Erigido no estaleiro nº 83 a partir de 20 de Junho de 1919, a quilha do casco EFC 817 foi colocada no dia 26 do mesmo mês. Originalmente destinado a chamar-se Kahnah, o vapor acabou por assumir o nome de Lakeside Bridge, sendo lançado à água a 31 de Outubro de 1919. Entregue à Shipping Board a 22 de Dezembro de 1919, o Lakeside Bridge - que arqueava 3.545 toneladas brutas - foi atribuido à rota de comércio Estados Unidos-França, sob pavilhão do armador Alexander Sprunt & Son.

A sua viagem inaugural, iniciada em Janeiro de 1920 com destino a Liverpool, foi marcada por alguns dissabores - com efeito, após encontrar uma tempestade a meio do Atlântico, o Lakeside Bridge sofreu uma ruptura numa canalização de óleo. O óleo que se derramou inundou algumas das anteparas do porão, provocando grandes estragos (no valor de US$2.000), na carga embarcada.

Transferido para a firma Robert Hasler & Company, o Lakeside Bridge foi inspeccionado, na doca seca de Newport News, a 27 de Setembro de 1920, por G. J. Anderson, do American Bureau of Shipping. Na inspecção, não só foram detectados cerca de 50 rebites defeituosos, que deixavam entrar água para o interior do vapor, como também se verificou que o veio do parafuso do hélice estava um pouco frouxo, apresentando-se a rosca desgastada em cerca de 3/32 de polegada. O inspector Anderson atribuiu, mesmo assim, um certificado de navegabilidade ao vapor, recomendando no entanto que os rebites defeituosos fossem substituidos e que o protector do hélice fosse removido de modo a se poder consolidar a sua fixação.

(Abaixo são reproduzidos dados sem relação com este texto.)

// modqueue - command line front end for the sequencing core
// No audio here: `play` prints the order a player would use

use anyhow::Result;
use clap::{Args, Parser, Subcommand};
use modqueue::cache::background::{probe_all, revalidate_all};
use modqueue::cache::open_store;
use modqueue::storage::collect_candidates;
use modqueue::{
    Config, HeaderProber, LocalStorage, PlaybackSession, QueueEntry, SessionSettings,
    ValidityCache,
};
use std::path::PathBuf;
use std::sync::Arc;
use tracing::{debug, info};
use tracing_appender::non_blocking::WorkerGuard;
use tracing_subscriber::layer::SubscriberExt;
use tracing_subscriber::util::SubscriberInitExt;
use tracing_subscriber::{fmt, EnvFilter};

#[derive(Parser)]
#[command(name = "modqueue")]
#[command(about = "Validity cache and shuffle queue for tracker module players")]
struct Cli {
    /// Config file to use instead of the default location
    #[arg(long, global = true)]
    config: Option<PathBuf>,

    /// Enable developer logging (stderr + debug output)
    #[arg(long, global = true)]
    dev: bool,

    #[command(subcommand)]
    command: Command,
}

#[derive(Subcommand)]
enum Command {
    /// Check whether files are playable modules
    Probe {
        /// Re-check files previously rejected
        #[arg(long)]
        force: bool,
        #[arg(required = true)]
        paths: Vec<PathBuf>,
    },
    /// Print the play order for a set of files
    Play(PlayArgs),
    /// Drop cached verdicts for files
    Forget {
        #[arg(required = true)]
        paths: Vec<PathBuf>,
    },
    /// Wipe the whole cache
    ClearCache,
}

#[derive(Args)]
struct PlayArgs {
    /// Candidate to start from (index into the expanded file list)
    #[arg(long, default_value_t = 0)]
    start: usize,

    #[arg(long, overrides_with = "no_shuffle")]
    shuffle: bool,
    #[arg(long)]
    no_shuffle: bool,

    #[arg(long = "loop", overrides_with = "no_loop")]
    looping: bool,
    #[arg(long = "no-loop")]
    no_loop: bool,

    #[arg(long, overrides_with = "no_keep_first")]
    keep_first: bool,
    #[arg(long)]
    no_keep_first: bool,

    /// Stop after this many files (defaults to one lap when looping)
    #[arg(long)]
    limit: Option<usize>,

    #[arg(required = true)]
    paths: Vec<PathBuf>,
}

// `--x` / `--no-x` pair; neither means "use the config"
fn flag(yes: bool, no: bool) -> Option<bool> {
    match (yes, no) {
        (true, _) => Some(true),
        (_, true) => Some(false),
        _ => None,
    }
}

fn init_logging(dev: bool) -> Result<WorkerGuard> {
    let log_dir = dirs::data_local_dir()
        .unwrap_or_else(|| PathBuf::from("."))
        .join("modqueue")
        .join("logs");
    std::fs::create_dir_all(&log_dir)?;

    // Daily rotating file appender
    let file_appender = tracing_appender::rolling::daily(&log_dir, "modqueue.log");
    let (file_writer, guard) = tracing_appender::non_blocking(file_appender);

    // Base filter: info level for general logs, debug for modqueue
    let base_filter = EnvFilter::try_from_default_env()
        .unwrap_or_else(|_| EnvFilter::new("info,modqueue=debug"));

    let file_layer = fmt::layer()
        .with_writer(file_writer)
        .with_target(true)
        .with_level(true)
        .with_ansi(false);

    // Dev mode mirrors everything to stderr
    let stderr_layer =
        dev.then(|| fmt::layer().with_writer(std::io::stderr).with_target(true));

    tracing_subscriber::registry()
        .with(base_filter)
        .with(file_layer)
        .with(stderr_layer)
        .try_init()?;

    Ok(guard)
}

fn print_entry(entry: &QueueEntry, position: usize, total: usize) {
    println!(
        "[{}/{}] {} ({}) {}",
        position,
        total,
        entry.title(),
        entry.info.module_type,
        entry.path.display()
    );
}

#[tokio::main]
async fn main() -> Result<()> {
    let cli = Cli::parse();

    // Keep the guard alive so buffered log lines get flushed on exit
    let _log_guard = init_logging(cli.dev)?;

    let config = match &cli.config {
        Some(path) => Config::load_from(path)?,
        None => Config::load()?,
    };
    debug!("Loaded config: {:?}", config);

    let store = open_store(&config.cache)?;
    let cache = Arc::new(ValidityCache::new(store, HeaderProber::new(), LocalStorage));

    match cli.command {
        Command::Probe { force, paths } => {
            let candidates = collect_candidates(&paths);
            info!("Probing {} files (force: {})", candidates.len(), force);

            let (timeout, concurrency) = (config.probe.timeout(), config.probe.concurrency);
            let outcomes = if force {
                revalidate_all(Arc::clone(&cache), candidates, timeout, concurrency).await
            } else {
                probe_all(Arc::clone(&cache), candidates, timeout, concurrency).await
            };

            for (path, result) in outcomes {
                match result {
                    Ok(info) => {
                        println!("✅ {} [{}] {}", info.name, info.module_type, path.display())
                    }
                    Err(e) => println!("❌ {}", e),
                }
            }
        }

        Command::Play(args) => {
            let mut settings = SessionSettings::from(&config);
            if let Some(shuffle) = flag(args.shuffle, args.no_shuffle) {
                settings.mode.shuffle = shuffle;
            }
            if let Some(looping) = flag(args.looping, args.no_loop) {
                settings.mode.looping = looping;
            }
            if let Some(keep_first) = flag(args.keep_first, args.no_keep_first) {
                settings.mode.keep_first = keep_first;
            }

            let candidates = collect_candidates(&args.paths);
            let session =
                PlaybackSession::start(Arc::clone(&cache), candidates, args.start, settings)
                    .await?;

            let Some(first) = session.now_playing().await? else {
                return Ok(());
            };
            let total = first.total;
            let limit = args.limit.unwrap_or(total);

            print_entry(&first.entry, first.position, total);
            let mut printed = 1;
            while printed < limit {
                if session.advance().await?.is_none() {
                    break;
                }
                let Some(now) = session.now_playing().await? else {
                    break;
                };
                print_entry(&now.entry, now.position, now.total);
                printed += 1;
            }
        }

        Command::Forget { paths } => {
            let candidates = collect_candidates(&paths);
            let removed = cache.invalidate_all(&candidates);
            println!("🗑️  Forgot {} of {} files", removed, candidates.len());
        }

        Command::ClearCache => {
            cache.clear_all()?;
            println!("🧹 Cache cleared ({})", config.cache.directory.display());
        }
    }

    Ok(())
}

Após a sua partida da doca seca, o vapor foi colocado sob as ordens da firma Lykes Brothers & Company, navegando de Norfolk para Bremerhaven, na Alemanha, de onde partiu, a 16 de Dezembro de 1920, de regresso aos os Estados Unidos, mais precisamente para Galveston, Texas.

O naufrágio

Como já vimos, de 25 para 26 de Dezembro de 1920, o Lakeside Bridge de 3.200 toneladas e 39 tripulantes encalhou no sitio denominado Janela, na costa da Terra do Pão, ilha do Pico.
Os habitantes da localidade proxima do local do sinistro, em conjunção com o vapor Awendsaw que veio em socorro do barco sinistrado, conseguiram salvar toda a tripulação. Por ter sofrido logo grandes rombos que o inutilizaram por completo de navegar, o navio foi dado como completamente perdido.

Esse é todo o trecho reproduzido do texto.